Figure 2: LatA retains its endocytic inhibition properties and does not change the size of PEG-b-PPS micelles when encapsulated.

a) Cryogenic transmission electron microscopy (CryoTEM) of MiNP visually confirms retention of micellar structures. b) MiNP with ((+)MiNP) and without ((−)MiNP) loaded LatA were characterized via small angle x-ray scattering (SAXS) and fitted with a micelle model fit using SASView. c) Free LatA and (+)MiNP significantly inhibited macropinocytosis by RAW264.7 macrophages as compared to clathrin-mediated endocytosis inhibitor chlorpromazine. Cells were treated with each inhibitor for 2 h followed by 30 min of incubation with pHrodo dextran prior to analysis by flow cytometry.
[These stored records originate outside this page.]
mod arc;
mod circle;
mod segment;

pub use arc::Arc;
pub use circle::Circle;
pub use segment::Segment;

use crate::math::Point2;

/// Parameter domain for a curve.
#[derive(Debug, Clone, Copy, PartialEq)]
pub struct CurveDomain {
    /// Start of the parameter range.
    pub t_min: f64,
    /// End of the parameter range.
    pub t_max: f64,
}

impl CurveDomain {
    /// Creates a new curve domain.
    #[must_use]
    pub fn new(t_min: f64, t_max: f64) -> Self {
        Self { t_min, t_max }
    }

    /// Parameter at fraction `s` of the way from `t_min` to `t_max`.
    #[must_use]
    pub fn lerp(&self, s: f64) -> f64 {
        self.t_min + s * (self.t_max - self.t_min)
    }
}

/// Trait for parametric curves in the construction plane.
///
/// Curves never fail to evaluate: a zero radius or zero-length segment
/// simply evaluates to a single repeated point.
pub trait Curve {
    /// Evaluates the curve at parameter `t`.
    fn evaluate(&self, t: f64) -> Point2;

    /// Returns the parameter domain of the curve.
    fn domain(&self) -> CurveDomain;

    /// Returns whether the curve is closed.
    fn is_closed(&self) -> bool;
}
Data are shown as a percentile scale of endocytosis inhibition. On this scale, 0% represents standard cell uptake with no inhibitor, while 100% represents complete inhibition with no uptake of dye. N=3 p<0.001. d) In comparison, uptake of transferrin conjugated pHrodo dextran by macrophages via receptor-mediated endocytosis (RME) was significantly inhibited by chlorpromazine compared to (+)MiNP. N=3 p<0.001. e) Loading within (+)MiNP significantly decreased the toxicity of LatA. Macrophages were incubated with various doses of free LatA or (+)MiNP for 4 h and assessed by flow cytometry for viability via the Zombie Aqua live/dead assay. N=3 p<0.05.